In Chapter 2 sociological approaches to the relationship between language
and society are reviewed. Approaches are grouped under three headings:
language and social interaction, which includes symbolic interactionism,
ethnomethodology and conversation analysis, viewed here through the
work of Mead, Schutz, Cicourel and Schegloff; language and discourse
exemplified mainly by the poststructuralist theories of Foucault and his
followers, including exponents of critical discourse analysis; and the dualist
approach to language, which is explored through a discussion of the
contributions of Habermas, Bourdieu and Bernstein.
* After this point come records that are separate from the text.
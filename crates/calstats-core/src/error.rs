//! Error types for calstats-core
//!
//! A malformed event aborts aggregation outright (no partial statistics);
//! transport failures are kept distinct so frontends can present them as
//! transient and keep showing the previous results.

use thiserror::Error;

/// Core error type for calstats operations
#[derive(Error, Debug)]
pub enum CoreError {
    // ===================
    // Data integrity
    // ===================
    #[error("event '{name}' has no duration")]
    UndefinedDuration { name: String },

    #[error("event '{name}' references tag {tag} but the batch has {len} tags")]
    UnknownTag { name: String, tag: u32, len: usize },

    // ===================
    // Transport
    // ===================
    #[error("calendar request failed: {0}")]
    Transport(#[from] reqwest::Error),

    #[error("calendar service returned {status}: {message}")]
    Rpc { status: u16, message: String },
}

impl CoreError {
    /// True for failures of the RPC boundary (retryable by the caller),
    /// false for corrupt response data (retrying returns the same corruption).
    pub fn is_transient(&self) -> bool {
        matches!(self, CoreError::Transport(_) | CoreError::Rpc { .. })
    }
}

pub type CoreResult<T> = Result<T, CoreError>;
The last group is
treated most sympathetically since its members provide frameworks which
take account of both structure and agency while also placing language at
the heart of their analyses. Their position is thus seen to be more
compatible with the authors' emergentist model than either interactionism,
which places too great an emphasis on individual agency, or post-
structuralism in its strong version, which virtually eliminates the role of the
individual agent.

The social realist view of language as a culturally emergent property is
developed further in Chapter 3, which begins with a discussion of
definitions of the term 'real' as applied to language. Sealey and Carter point
out that, in contrast with ordinary speakers, both nativists and
sociolinguists of varying hues base their attitudes on theories of language.
These underlying theories are discussed further in relation to their impact
on language pedagogy. Should learners be given invented or attested
examples? What, if any, is the pedagogical value of language corpora?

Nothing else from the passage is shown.